The subject before the court in a plumbing contract is the contract. Judges are arguably qualified (though no more so than any other man) to judge performance or breach in whether Roto Rooter came out and fixed your drain. Judges would, however, be wholly unqualified to publish a paper explaining hydrostatic pressure.
“Or an organic chemist when it comes to deciding patent infringement suits.
That’s why there’s thankfully an entirely different type of judge who adjudicates patent matters. https://www.usajobs.gov/GetJob/PrintPreview/325042200 A decent bachelor’s degree is far greater education than the best law degree.
“That’s why we have expert witnesses and the fact-finding process.”
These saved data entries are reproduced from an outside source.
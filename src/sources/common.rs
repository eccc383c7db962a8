// src/sources/common.rs
//! Field normalization shared by the board adapters

use chrono::{DateTime, NaiveDateTime, TimeZone, Utc};

use crate::types::{SALARY_PLACEHOLDER, UNKNOWN_AGE_DAYS};

/// Whole days between `when` and `now`; future timestamps count as today.
pub fn days_between(when: DateTime<Utc>, now: DateTime<Utc>) -> u32 {
    let days = (now - when).num_days();
    if days < 0 {
        0
    } else {
        u32::try_from(days).unwrap_or(UNKNOWN_AGE_DAYS).min(UNKNOWN_AGE_DAYS)
    }
}

/// Accepts RFC 3339 and the zone-less `YYYY-MM-DDTHH:MM:SS[.f]` form (read as UTC).
pub fn parse_timestamp(raw: &str) -> Option<DateTime<Utc>> {
    let raw = raw.trim();
    if raw.is_empty() {
        return None;
    }

    if let Ok(parsed) = DateTime::parse_from_rfc3339(raw) {
        return Some(parsed.with_timezone(&Utc));
    }

    NaiveDateTime::parse_from_str(raw, "%Y-%m-%dT%H:%M:%S%.f")
        .ok()
        .map(|naive| Utc.from_utc_datetime(&naive))
}

pub fn age_from_text(raw: Option<&str>, now: DateTime<Utc>) -> u32 {
    raw.and_then(parse_timestamp)
        .map(|when| days_between(when, now))
        .unwrap_or(UNKNOWN_AGE_DAYS)
}

pub fn age_from_millis(millis: Option<i64>, now: DateTime<Utc>) -> u32 {
    millis
        .and_then(|ms| Utc.timestamp_millis_opt(ms).single())
        .map(|when| days_between(when, now))
        .unwrap_or(UNKNOWN_AGE_DAYS)
}

pub fn salary_or_placeholder(salary: Option<String>) -> String {
    match salary {
        Some(s) if !s.trim().is_empty() => clean_text(&s),
        _ => SALARY_PLACEHOLDER.to_string(),
    }
}

/// Labels inferred from the title.
pub fn derived_tags(title: &str) -> Vec<String> {
    let t = title.to_lowercase();
    let mut tags = Vec::new();
    if t.contains("junior") || t.contains("associate") {
        tags.push("Early-career".to_string());
    }
    if t.contains("remote") {
        tags.push("Remote".to_string());
    }
    if t.contains("hybrid") {
        tags.push("Hybrid".to_string());
    }
    tags
}

/// Derived tags first, then board labels; case-insensitive dedup, capped.
pub fn build_tags<I>(title: &str, board_labels: I, max_tags: usize) -> Vec<String>
where
    I: IntoIterator<Item = String>,
{
    let mut tags: Vec<String> = Vec::new();
    for tag in derived_tags(title).into_iter().chain(board_labels) {
        if tags.len() >= max_tags {
            break;
        }
        let tag = clean_text(&tag);
        if tag.is_empty() || tags.iter().any(|t| t.eq_ignore_ascii_case(&tag)) {
            continue;
        }
        tags.push(tag);
    }
    tags
}

/// Collapse runs of whitespace and trim.
pub fn clean_text(text: &str) -> String {
    text.split_whitespace().collect::<Vec<_>>().join(" ")
}

/// First non-blank candidate, cleaned.
pub fn first_present<'a, I>(candidates: I) -> Option<String>
where
    I: IntoIterator<Item = Option<&'a str>>,
{
    candidates
        .into_iter()
        .flatten()
        .map(clean_text)
        .find(|s| !s.is_empty())
}
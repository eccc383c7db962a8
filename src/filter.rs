// src/filter.rs
//! Eligibility rules applied uniformly to every board's output

use anyhow::{Context, Result};
use regex::{Regex, RegexBuilder};

use crate::config::RuleSet;
use crate::types::JobRecord;

/// `RuleSet` with lowercased terms and compiled patterns.
#[derive(Debug, Clone)]
pub struct CompiledRules {
    keywords: Vec<String>,
    exclude: Vec<String>,
    geo_terms: Vec<String>,
    geo_patterns: Vec<Regex>,
    match_tags: bool,
}

impl CompiledRules {
    pub fn compile(rules: &RuleSet) -> Result<Self> {
        let geo_patterns = rules
            .geography
            .patterns
            .iter()
            .map(|pattern| {
                RegexBuilder::new(pattern)
                    .case_insensitive(true)
                    .build()
                    .with_context(|| format!("Invalid pattern: {}", pattern))
            })
            .collect::<Result<Vec<_>>>()?;

        Ok(Self {
            keywords: lowercase_all(&rules.keywords),
            exclude: lowercase_all(&rules.exclude),
            geo_terms: lowercase_all(&rules.geography.terms),
            geo_patterns,
            match_tags: rules.match_tags,
        })
    }

    pub fn matches_keyword(&self, record: &JobRecord) -> bool {
        let title = record.title.to_lowercase();
        if self.keywords.iter().any(|k| title.contains(k)) {
            return true;
        }

        self.match_tags
            && record.tags.iter().any(|tag| {
                let tag = tag.to_lowercase();
                self.keywords.iter().any(|k| tag.contains(k))
            })
    }

    pub fn matches_geography(&self, location: &str) -> bool {
        if location.trim().is_empty() {
            return false;
        }

        let lowered = location.to_lowercase();
        self.geo_terms.iter().any(|term| lowered.contains(term))
            || self.geo_patterns.iter().any(|re| re.is_match(location))
    }

    pub fn is_excluded(&self, record: &JobRecord) -> bool {
        let text = format!("{} {}", record.company, record.title).to_lowercase();
        self.exclude.iter().any(|term| text.contains(term))
    }
}

/// Keeps only records that satisfy every eligibility predicate.
pub struct RecordFilter<'a> {
    rules: &'a CompiledRules,
    max_age_days: u32,
}

impl<'a> RecordFilter<'a> {
    pub fn new(rules: &'a CompiledRules, max_age_days: u32) -> Self {
        Self {
            rules,
            max_age_days,
        }
    }

    pub fn accepts(&self, record: &JobRecord) -> bool {
        record.has_identity()
            && record.posted_age_days <= self.max_age_days
            && self.rules.matches_keyword(record)
            && self.rules.matches_geography(&record.location)
            && !self.rules.is_excluded(record)
    }

    pub fn apply(&self, records: Vec<JobRecord>) -> Vec<JobRecord> {
        records.into_iter().filter(|r| self.accepts(r)).collect()
    }
}

fn lowercase_all(items: &[String]) -> Vec<String> {
    items
        .iter()
        .map(|s| s.trim().to_lowercase())
        .filter(|s| !s.is_empty())
        .collect()
}
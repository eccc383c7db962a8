// src/reader.rs
//! Reads a feed file the way the site consumes it: bare array or wrapped object

use anyhow::{Context, Result};
use serde_json::Value;
use std::path::Path;

use crate::fs_ops::FsOps;
use crate::types::JobRecord;

#[derive(Debug, Clone)]
pub struct FeedSnapshot {
    pub updated_at: Option<String>,
    pub jobs: Vec<JobRecord>,
}

/// Name of the job array in a wrapped feed when none is configured.
pub const DEFAULT_FEED_KEY: &str = "jobs";

pub async fn read_feed(path: &Path, key: &str) -> Result<FeedSnapshot> {
    let content = FsOps::read_file_safe(path).await?;
    parse_feed(&content, key).with_context(|| format!("Malformed feed file: {}", path.display()))
}

/// `key` names the array inside a wrapped feed; when it is absent the first array is used.
pub fn parse_feed(content: &str, key: &str) -> Result<FeedSnapshot> {
    let value: Value = serde_json::from_str(content).context("Feed is not valid JSON")?;

    match value {
        Value::Array(_) => Ok(FeedSnapshot {
            updated_at: None,
            jobs: serde_json::from_value(value).context("Feed array holds invalid records")?,
        }),
        Value::Object(mut map) => {
            let updated_at = map
                .remove("updated_at")
                .and_then(|v| v.as_str().map(|s| s.to_string()));

            let jobs = match map.remove(key) {
                Some(jobs) if jobs.is_array() => jobs,
                Some(_) => anyhow::bail!("Wrapped feed field '{}' is not an array", key),
                None => map
                    .into_iter()
                    .find(|(_, v)| v.is_array())
                    .map(|(_, v)| v)
                    .ok_or_else(|| anyhow::anyhow!("Wrapped feed has no job array"))?,
            };

            Ok(FeedSnapshot {
                updated_at,
                jobs: serde_json::from_value(jobs).context("Feed array holds invalid records")?,
            })
        }
        _ => anyhow::bail!("Feed must be an array or an object"),
    }
}
// src/config.rs
//! Run configuration: board allow-list, filter rules and output policy

use anyhow::{Context, Result};
use serde::{Deserialize, Serialize};
use std::path::{Path, PathBuf};
use tracing::info;

use crate::types::{BoardId, BoardKind, JobRecord};

const DEFAULT_CONFIG_FILE: &str = "jobfeed.yaml";

#[derive(Debug, Clone, Serialize, Deserialize)]
#[serde(default, deny_unknown_fields)]
pub struct FeedConfig {
    pub boards: Vec<BoardId>,
    pub rules: RuleSet,
    pub max_age_days: u32,
    pub max_results: usize,
    pub max_tags: usize,
    pub dedup_key: DedupKey,
    pub output: OutputConfig,
    pub http: HttpConfig,
    pub base_urls: BaseUrls,
    pub placeholder: Option<Vec<JobRecord>>,
}

/// Match patterns as data; compiled once by `filter::CompiledRules`.
#[derive(Debug, Clone, Serialize, Deserialize)]
#[serde(default, deny_unknown_fields)]
pub struct RuleSet {
    pub keywords: Vec<String>,
    pub exclude: Vec<String>,
    pub geography: GeographyRules,
    /// Also test board/derived tags against `keywords`, not just the title.
    pub match_tags: bool,
}

#[derive(Debug, Clone, Serialize, Deserialize)]
#[serde(default, deny_unknown_fields)]
pub struct GeographyRules {
    pub terms: Vec<String>,
    pub patterns: Vec<String>,
}

#[derive(Debug, Clone, Copy, PartialEq, Eq, Serialize, Deserialize)]
#[serde(rename_all = "snake_case")]
pub enum DedupKey {
    Url,
    TitleCompany,
}

#[derive(Debug, Clone, Copy, PartialEq, Eq, Serialize, Deserialize)]
#[serde(rename_all = "snake_case")]
pub enum OutputShape {
    Bare,
    Wrapped,
}

#[derive(Debug, Clone, Serialize, Deserialize)]
#[serde(default, deny_unknown_fields)]
pub struct OutputConfig {
    pub path: PathBuf,
    pub shape: OutputShape,
    pub key: String,
}

#[derive(Debug, Clone, Serialize, Deserialize)]
#[serde(default, deny_unknown_fields)]
pub struct HttpConfig {
    pub timeout_secs: u64,
    pub user_agent: String,
    pub muse_max_pages: u32,
}

#[derive(Debug, Clone, Serialize, Deserialize)]
#[serde(default, deny_unknown_fields)]
pub struct BaseUrls {
    pub greenhouse: String,
    pub lever: String,
    pub remotive: String,
    pub muse: String,
}

impl Default for FeedConfig {
    fn default() -> Self {
        let greenhouse = [
            "doordash", "stripe", "snowflake", "chime", "airbnb", "datadog", "asana", "etsy",
            "affirm",
        ];
        let lever = ["notion", "benchling", "robinhood", "reddit", "brex", "dropbox"];

        let mut boards: Vec<BoardId> = greenhouse
            .iter()
            .map(|slug| BoardId::new(BoardKind::Greenhouse, slug))
            .collect();
        boards.extend(lever.iter().map(|slug| BoardId::new(BoardKind::Lever, slug)));
        boards.push(BoardId::new(BoardKind::Remotive, "finance"));
        boards.push(BoardId::new(BoardKind::Muse, "Accounting and Finance"));

        Self {
            boards,
            rules: RuleSet::default(),
            max_age_days: 10,
            max_results: 100,
            max_tags: 4,
            dedup_key: DedupKey::Url,
            output: OutputConfig::default(),
            http: HttpConfig::default(),
            base_urls: BaseUrls::default(),
            placeholder: None,
        }
    }
}

impl Default for RuleSet {
    fn default() -> Self {
        Self {
            keywords: to_strings(&[
                "financial analyst",
                "fp&a",
                "finance analyst",
                "strategic finance",
                "corporate finance",
                "revenue analyst",
                "finance data analyst",
                "treasury analyst",
                "valuation",
            ]),
            exclude: to_strings(&[
                "defense",
                "raytheon",
                "lockheed",
                "northrop",
                "general dynamics",
                "bae systems",
                "boeing defense",
            ]),
            geography: GeographyRules::default(),
            match_tags: false,
        }
    }
}

impl Default for GeographyRules {
    fn default() -> Self {
        Self {
            terms: to_strings(&[
                "united states",
                "us",
                "usa",
                "remote (us)",
                "remote-us",
                "remote us",
                "remote",
                "anywhere",
            ]),
            patterns: to_strings(&[
                r"\b(AL|AK|AZ|AR|CA|CO|CT|DC|DE|FL|GA|HI|IA|ID|IL|IN|KS|KY|LA|MA|MD|ME|MI|MN|MO|MS|MT|NC|ND|NE|NH|NJ|NM|NV|NY|OH|OK|OR|PA|RI|SC|SD|TN|TX|UT|VA|VT|WA|WI|WV)\b",
                r"\b(New York|Boston|Austin|San Francisco|Seattle|Chicago|Dallas|Atlanta|Los Angeles|Denver)\b",
            ]),
        }
    }
}

impl Default for OutputConfig {
    fn default() -> Self {
        Self {
            path: PathBuf::from("jobs.json"),
            shape: OutputShape::Bare,
            key: "jobs".to_string(),
        }
    }
}

impl Default for HttpConfig {
    fn default() -> Self {
        Self {
            timeout_secs: 20,
            user_agent: format!("jobfeed/{}", env!("CARGO_PKG_VERSION")),
            muse_max_pages: 3,
        }
    }
}

impl Default for BaseUrls {
    fn default() -> Self {
        Self {
            greenhouse: "https://boards-api.greenhouse.io".to_string(),
            lever: "https://api.lever.co".to_string(),
            remotive: "https://remotive.com".to_string(),
            muse: "https://www.themuse.com".to_string(),
        }
    }
}

impl FeedConfig {
    /// Load from an explicit path, `JOBFEED_CONFIG`, or `jobfeed.yaml`,
    /// falling back to built-in defaults when no file is found.
    pub fn load(explicit: Option<&Path>) -> Result<Self> {
        let path = match explicit {
            Some(path) => Some(path.to_path_buf()),
            None => std::env::var("JOBFEED_CONFIG")
                .ok()
                .map(PathBuf::from)
                .or_else(|| {
                    let default = PathBuf::from(DEFAULT_CONFIG_FILE);
                    default.exists().then_some(default)
                }),
        };

        let mut config = match path {
            Some(path) => Self::load_from_file(&path)?,
            None => {
                info!("No configuration file found, using built-in defaults");
                Self::default()
            }
        };

        config.apply_env_overrides()?;
        config.validate()?;
        Ok(config)
    }

    pub fn load_from_file(path: &Path) -> Result<Self> {
        if !path.exists() {
            anyhow::bail!("Configuration file not found: {}", path.display());
        }

        let content = std::fs::read_to_string(path)
            .with_context(|| format!("Failed to read {}", path.display()))?;

        info!("Loading configuration from {}", path.display());
        Self::parse(&content, path)
    }

    fn parse(content: &str, path: &Path) -> Result<Self> {
        let is_toml = path
            .extension()
            .and_then(|ext| ext.to_str())
            .map(|ext| ext.eq_ignore_ascii_case("toml"))
            .unwrap_or(false);

        if is_toml {
            toml::from_str(content).with_context(|| format!("Failed to parse {}", path.display()))
        } else {
            serde_yaml::from_str(content)
                .with_context(|| format!("Failed to parse {}", path.display()))
        }
    }

    fn apply_env_overrides(&mut self) -> Result<()> {
        if let Ok(path) = std::env::var("JOBFEED_OUTPUT") {
            self.output.path = PathBuf::from(path);
        }

        if let Ok(raw) = std::env::var("JOBFEED_MAX_RESULTS") {
            self.max_results = raw
                .parse::<usize>()
                .map_err(|_| anyhow::anyhow!("JOBFEED_MAX_RESULTS must be a positive integer"))?;
        }

        Ok(())
    }

    /// Reject configurations that could not produce a sane run.
    pub fn validate(&self) -> Result<()> {
        if self.max_results == 0 {
            anyhow::bail!("max_results must be at least 1");
        }

        if self.output.shape == OutputShape::Wrapped && self.output.key.trim().is_empty() {
            anyhow::bail!("output.key must be set for the wrapped output shape");
        }

        for board in &self.boards {
            if board.slug.trim().is_empty() {
                anyhow::bail!("Board of kind {} has an empty slug", board.kind);
            }
            if !board
                .slug
                .chars()
                .all(|c| c.is_ascii_alphanumeric() || matches!(c, ' ' | '&' | '.' | '_' | '-'))
            {
                anyhow::bail!("Board slug contains unsupported characters: {}", board.slug);
            }
        }

        crate::filter::CompiledRules::compile(&self.rules)
            .context("Invalid geography pattern in rules")?;

        Ok(())
    }
}

fn to_strings(items: &[&str]) -> Vec<String> {
    items.iter().map(|s| s.to_string()).collect()
}

#[cfg(test)]
mod tests {
    use super::*;

    #[test]
    fn test_defaults_cover_every_board_kind() {
        let config = FeedConfig::default();
        for kind in [
            BoardKind::Greenhouse,
            BoardKind::Lever,
            BoardKind::Remotive,
            BoardKind::Muse,
        ] {
            assert!(config.boards.iter().any(|b| b.kind == kind), "missing {}", kind);
        }
        assert_eq!(config.max_age_days, 10);
        assert_eq!(config.max_results, 100);
        assert!(config.validate().is_ok());
    }

    #[test]
    fn test_partial_yaml_keeps_defaults() {
        let yaml = r#"
max_results: 40
dedup_key: title_company
boards:
  - kind: greenhouse
    slug: stripe
    name: Stripe
output:
  shape: wrapped
"#;
        let config = FeedConfig::parse(yaml, Path::new("jobfeed.yaml")).unwrap();
        assert_eq!(config.max_results, 40);
        assert_eq!(config.dedup_key, DedupKey::TitleCompany);
        assert_eq!(config.boards.len(), 1);
        assert_eq!(config.boards[0].display_name(), "Stripe");
        assert_eq!(config.output.shape, OutputShape::Wrapped);
        assert_eq!(config.output.key, "jobs");
        assert_eq!(config.max_age_days, 10);
    }

    #[test]
    fn test_toml_is_accepted_by_extension() {
        let toml = r#"
max_age_days = 7

[[boards]]
kind = "lever"
slug = "brex"
"#;
        let config = FeedConfig::parse(toml, Path::new("jobfeed.toml")).unwrap();
        assert_eq!(config.max_age_days, 7);
        assert_eq!(config.boards[0].kind, BoardKind::Lever);
    }

    #[test]
    fn test_unknown_keys_are_rejected() {
        let yaml = "max_result: 40\n";
        assert!(FeedConfig::parse(yaml, Path::new("jobfeed.yaml")).is_err());
    }

    #[test]
    fn test_validate_rejects_bad_slug_and_zero_cap() {
        let mut config = FeedConfig::default();
        config.boards = vec![BoardId::new(BoardKind::Greenhouse, "stripe/../admin")];
        assert!(config.validate().is_err());

        let mut config = FeedConfig::default();
        config.max_results = 0;
        assert!(config.validate().is_err());
    }

    #[test]
    fn test_validate_rejects_broken_pattern() {
        let mut config = FeedConfig::default();
        config.rules.geography.patterns = vec!["(unclosed".to_string()];
        assert!(config.validate().is_err());
    }
}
The “fact-finding process” requires judges to rule on the legal matters presented before the court, not to write original works on the subjects before the court. The witnesses are the experts in the subject, not the judges. The witnesses write articles in books in the discipline at issue, not judges.
Stuart says
There are many highly respected scientists who are Christians (e.g., Francis Collins, Dir. Of NIH), but part of the reason they are highly respected is that they know where religion and science are separate, and where crossover is dishonest and inappropriate. Creationism is about religion, not science, and Creationism (as it has been advocated in the public media) is shared by a very small minority of noisy people. For that matter, “Creationism” was never supported by the Christian Church, nor by the famous “Church fathers” such as Augustine and Calvin. “Creationism” has historically failed as science, but it has done quite well as ignorance.